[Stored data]
-*-*-
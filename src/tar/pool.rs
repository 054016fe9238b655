//! Bounded, lazily allocated buffer pools for the unpacker.

use std::ops::{Deref, DerefMut};
use std::sync::atomic::{AtomicUsize, Ordering};
use std::sync::Arc;

use tokio::sync::{mpsc, Mutex};

/// Pool of fixed-size byte buffers.
///
/// Buffers are allocated on demand up to the pool's cap; once the cap is
/// reached, `acquire` blocks until another buffer is returned. Dropping a
/// [`PooledBuffer`] returns it.
pub(crate) struct BufferPool {
    size: usize,
    cap: usize,
    allocated: AtomicUsize,
    sender: mpsc::Sender<Box<[u8]>>,
    receiver: Mutex<mpsc::Receiver<Box<[u8]>>>,
}

impl BufferPool {
    pub fn new(size: usize, cap: usize) -> Arc<BufferPool> {
        let (sender, receiver) = mpsc::channel(cap);
        Arc::new(BufferPool {
            size,
            cap,
            allocated: AtomicUsize::new(0),
            sender,
            receiver: Mutex::new(receiver),
        })
    }

    /// Size of each buffer in the pool.
    pub fn buffer_size(&self) -> usize {
        self.size
    }

    pub async fn acquire(&self) -> PooledBuffer {
        let mut receiver = self.receiver.lock().await;
        if let Ok(returned) = receiver.try_recv() {
            return PooledBuffer { buf: Some(returned), home: self.sender.clone() };
        }
        let below_cap = self
            .allocated
            .fetch_update(Ordering::SeqCst, Ordering::SeqCst, |count| {
                (count < self.cap).then_some(count + 1)
            })
            .is_ok();
        if below_cap {
            let fresh = vec![0u8; self.size].into_boxed_slice();
            return PooledBuffer { buf: Some(fresh), home: self.sender.clone() };
        }
        let returned = receiver.recv().await.expect("pool sender is owned by the pool");
        PooledBuffer { buf: Some(returned), home: self.sender.clone() }
    }
}

/// A buffer checked out of a [`BufferPool`]; returns itself on drop.
pub(crate) struct PooledBuffer {
    buf: Option<Box<[u8]>>,
    home: mpsc::Sender<Box<[u8]>>,
}

impl Deref for PooledBuffer {
    type Target = [u8];

    fn deref(&self) -> &[u8] {
        self.buf.as_deref().unwrap_or(&[])
    }
}

impl DerefMut for PooledBuffer {
    fn deref_mut(&mut self) -> &mut [u8] {
        self.buf.as_deref_mut().unwrap_or(&mut [])
    }
}

impl Drop for PooledBuffer {
    fn drop(&mut self) {
        if let Some(buf) = self.buf.take() {
            // Channel capacity equals the pool cap, so the return cannot
            // be rejected for lack of space.
            let _ = self.home.try_send(buf);
        }
    }
}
-*-*-
PROBLEM TO SOLVE:
Output the lines from the one with "let mut receiver" through the end of the records above, exactly, including both ends, and nothing besides.

RESPONSE BOX:
        let mut receiver = self.receiver.lock().await;
        if let Ok(returned) = receiver.try_recv() {
            return PooledBuffer { buf: Some(returned), home: self.sender.clone() };
        }
        let below_cap = self
            .allocated
            .fetch_update(Ordering::SeqCst, Ordering::SeqCst, |count| {
                (count < self.cap).then_some(count + 1)
            })
            .is_ok();
        if below_cap {
            let fresh = vec![0u8; self.size].into_boxed_slice();
            return PooledBuffer { buf: Some(fresh), home: self.sender.clone() };
        }
        let returned = receiver.recv().await.expect("pool sender is owned by the pool");
        PooledBuffer { buf: Some(returned), home: self.sender.clone() }
    }
}

/// A buffer checked out of a [`BufferPool`]; returns itself on drop.
pub(crate) struct PooledBuffer {
    buf: Option<Box<[u8]>>,
    home: mpsc::Sender<Box<[u8]>>,
}

impl Deref for PooledBuffer {
    type Target = [u8];

    fn deref(&self) -> &[u8] {
        self.buf.as_deref().unwrap_or(&[])
    }
}

impl DerefMut for PooledBuffer {
    fn deref_mut(&mut self) -> &mut [u8] {
        self.buf.as_deref_mut().unwrap_or(&mut [])
    }
}

impl Drop for PooledBuffer {
    fn drop(&mut self) {
        if let Some(buf) = self.buf.take() {
            // Channel capacity equals the pool cap, so the return cannot
            // be rejected for lack of space.
            let _ = self.home.try_send(buf);
        }
    }
}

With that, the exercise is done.